Task to complete — If a line in the records contains the string "when", show that line.

*** Data for processing

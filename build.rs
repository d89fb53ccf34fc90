fn main() {
    #[cfg(feature = "ps6000")]
    ps6000::generate();
}

#[cfg(feature = "ps6000")]
mod ps6000 {
    use std::{env, path::PathBuf};

    const DEFAULT_SDK_DIR: &str = "/opt/picoscope";

    pub fn generate() {
        println!("cargo:rerun-if-env-changed=PICOSDK_DIR");
        let sdk = env::var("PICOSDK_DIR").unwrap_or_else(|_| DEFAULT_SDK_DIR.to_owned());
        let include = format!("{sdk}/include");

        println!("cargo:rustc-link-search=native={sdk}/lib");
        println!("cargo:rustc-link-lib=dylib=ps6000");

        let bindings = bindgen::Builder::default()
            .header(format!("{include}/libps6000/ps6000Api.h"))
            .clang_arg(format!("-I{include}"))
            .clang_arg(format!("-I{include}/libps6000"))
            .allowlist_function("ps6000.*")
            .allowlist_type("PS6000_.*|PICO_.*")
            .allowlist_var("PICO_.*|PS6000_.*")
            .prepend_enum_name(false)
            .parse_callbacks(Box::new(bindgen::CargoCallbacks::new()))
            .generate()
            .expect("unable to generate ps6000 bindings");

        let out = PathBuf::from(env::var("OUT_DIR").expect("OUT_DIR not set"));
        bindings
            .write_to_file(out.join("bindings.rs"))
            .expect("couldn't write ps6000 bindings");
    }
}
//! Line-oriented section parser.

use crate::adornment::{
    adornment_char, is_title_candidate, visible_len, Style, MIN_ADORNMENT_LEN,
};
use crate::error::ParseError;
use crate::inline::strip_inline_markup;
use crate::tree::{DocumentTree, Section};

/// Parses reStructuredText source into a [`DocumentTree`].
///
/// # Errors
///
/// - [`ParseError::MissingTitle`] when the source has no section title.
/// - [`ParseError::InconsistentLevel`] when a new heading style skips a level.
/// - [`ParseError::MismatchedAdornment`] / [`ParseError::IncompleteTitle`]
///   for malformed overlined titles.
///
/// # Examples
///
/// ```rust
/// let tree = markup::parse("Notes\n=====\n\nSome text.\n").unwrap();
/// assert_eq!(tree.title(), "Notes");
/// assert_eq!(tree.title_section().body, vec!["Some text.".to_string()]);
/// ```
pub fn parse(text: &str) -> Result<DocumentTree, ParseError> {
    let lines: Vec<&str> = text.lines().collect();
    let mut builder = TreeBuilder::default();
    let mut i = 0;

    while i < lines.len() {
        let line = lines[i];

        if line.trim().is_empty() {
            builder.flush_block();
            i += 1;
            continue;
        }

        if let Some(ch) = adornment_char(line) {
            // Underline closing a single-line block.
            let under_len = visible_len(line);
            let underlined = match builder.block.as_slice() {
                [title]
                    if is_title_candidate(title)
                        && (under_len >= visible_len(title) || under_len >= MIN_ADORNMENT_LEN) =>
                {
                    Some(strip_inline_markup(title.trim()))
                }
                _ => None,
            };
            if let Some(heading) = underlined {
                builder.block.clear();
                builder.open_section(Style { ch, overline: false }, heading, i)?;
                i += 1;
                continue;
            }

            // Shorter adornment lines are ordinary text.
            if builder.block.is_empty() && visible_len(line) >= MIN_ADORNMENT_LEN {
                let next = lines.get(i + 1).copied().unwrap_or("");
                if !next.trim().is_empty() && adornment_char(next).is_none() {
                    let underline = lines.get(i + 2).copied().unwrap_or("");
                    match adornment_char(underline) {
                        Some(under)
                            if under == ch && visible_len(underline) == visible_len(line) =>
                        {
                            builder.open_section(
                                Style { ch, overline: true },
                                strip_inline_markup(next.trim()),
                                i + 1,
                            )?;
                            i += 3;
                            continue;
                        }
                        Some(_) => return Err(ParseError::MismatchedAdornment { line: i + 3 }),
                        None => return Err(ParseError::IncompleteTitle { line: i + 1 }),
                    }
                }

                // Transition.
                i += 1;
                continue;
            }
        }

        builder.block.push(line);
        i += 1;
    }

    builder.finish()
}

#[derive(Default)]
struct TreeBuilder<'a> {
    styles: Vec<Style>,
    open: Vec<Section>,
    closed: Vec<Section>,
    preamble: Vec<String>,
    block: Vec<&'a str>,
}

impl<'a> TreeBuilder<'a> {
    fn flush_block(&mut self) {
        if self.block.is_empty() {
            return;
        }
        let text = self.block.join("\n");
        self.block.clear();
        match self.open.last_mut() {
            Some(section) => section.body.push(text),
            None => self.preamble.push(text),
        }
    }

    /// Closes open sections until only `depth` remain.
    fn close_to(&mut self, depth: usize) {
        while self.open.len() > depth {
            let Some(section) = self.open.pop() else {
                break;
            };
            match self.open.last_mut() {
                Some(parent) => parent.children.push(section),
                None => self.closed.push(section),
            }
        }
    }

    fn open_section(
        &mut self,
        style: Style,
        heading: String,
        line_idx: usize,
    ) -> Result<(), ParseError> {
        self.flush_block();
        let level = match self.styles.iter().position(|s| *s == style) {
            Some(idx) => idx + 1,
            None => self.styles.len() + 1,
        };
        if level > self.open.len() + 1 {
            return Err(ParseError::InconsistentLevel {
                line: line_idx + 1,
                heading,
            });
        }
        if level > self.styles.len() {
            self.styles.push(style);
        }
        self.close_to(level - 1);
        self.open.push(Section::new(heading, level));
        Ok(())
    }

    fn finish(mut self) -> Result<DocumentTree, ParseError> {
        self.flush_block();
        self.close_to(0);
        if self.closed.is_empty() {
            return Err(ParseError::MissingTitle);
        }
        Ok(DocumentTree {
            preamble: self.preamble,
            sections: self.closed,
        })
    }
}
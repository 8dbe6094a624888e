use crate::error::{ServerError, ServerResult};
use crate::state::ServerState;
use axum::extract::State;
use axum::http::header;
use axum::response::IntoResponse;
use axum::Json;
use serde_json::json;
use std::sync::Arc;
use std::time::SystemTime;

/// Global server start time for uptime calculation
static SERVER_START_TIME: once_cell::sync::Lazy<SystemTime> =
    once_cell::sync::Lazy::new(SystemTime::now);

fn uptime_seconds() -> u64 {
    SERVER_START_TIME
        .elapsed()
        .map(|d| d.as_secs())
        .unwrap_or(0)
}

/// Health check endpoint (liveness)
/// Returns 200 if server is running
pub async fn health_check() -> impl IntoResponse {
    Json(json!({
        "status": "healthy",
        "service": "folio-server",
        "version": env!("CARGO_PKG_VERSION"),
        "timestamp": chrono::Utc::now().to_rfc3339(),
        "uptime_seconds": uptime_seconds(),
    }))
}

/// Prometheus metrics endpoint
pub async fn prometheus_metrics(
    State(state): State<Arc<ServerState>>,
) -> ServerResult<impl IntoResponse> {
    let handle = state.metrics.as_ref().ok_or(ServerError::NotFound)?;
    metrics::gauge!("folio_uptime_seconds").set(uptime_seconds() as f64);
    Ok((
        [(header::CONTENT_TYPE, "text/plain; version=0.0.4")],
        handle.render(),
    ))
}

******

Response below —
/// - [`ParseError::MissingTitle`] when the source has no section title.
/// - [`ParseError::InconsistentLevel`] when a new heading style skips a level.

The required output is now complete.